— Exercise instructions —
Copy exactly the run of lines that begins at the line with "pub mod jets;" and ends at the final line of the entries.

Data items
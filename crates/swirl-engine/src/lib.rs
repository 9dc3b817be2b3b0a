//! Frame-stepped stable-fluids grid.
//!
//! [`FluidGrid`] owns the velocity field and every scalar channel, accepts
//! circular source stamps between frames, and advances the simulation one
//! frame per [`step()`](FluidGrid::step).
//!
//! # Frame contract
//!
//! The host drives the cadence:
//!
//! 1. inject ink and velocity (`inject_*`, or a [`Brush`] / [`TwinJets`])
//! 2. [`step()`](FluidGrid::step)
//! 3. read [`channel()`](FluidGrid::channel) / [`velocity()`](FluidGrid::velocity) views
//! 4. [`decay()`](FluidGrid::decay)
//!
//! No threads, timers, or statics are involved; independent grids never
//! share state.

#![deny(missing_docs)]
#![deny(rustdoc::broken_intra_doc_links)]
#![forbid(unsafe_code)]

pub mod brush;
pub mod config;
mod decay;
pub mod grid;
pub mod jets;
pub mod metrics;
pub mod palette;
pub mod stamp;

pub use brush::Brush;
pub use config::FluidConfig;
pub use grid::FluidGrid;
pub use jets::TwinJets;
pub use metrics::StepMetrics;
pub use palette::Palette;
pub use stamp::Stamp;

— Task response —
pub mod jets;
pub mod metrics;
pub mod palette;
pub mod stamp;

pub use brush::Brush;
pub use config::FluidConfig;
pub use grid::FluidGrid;
pub use jets::TwinJets;
pub use metrics::StepMetrics;
pub use palette::Palette;
pub use stamp::Stamp;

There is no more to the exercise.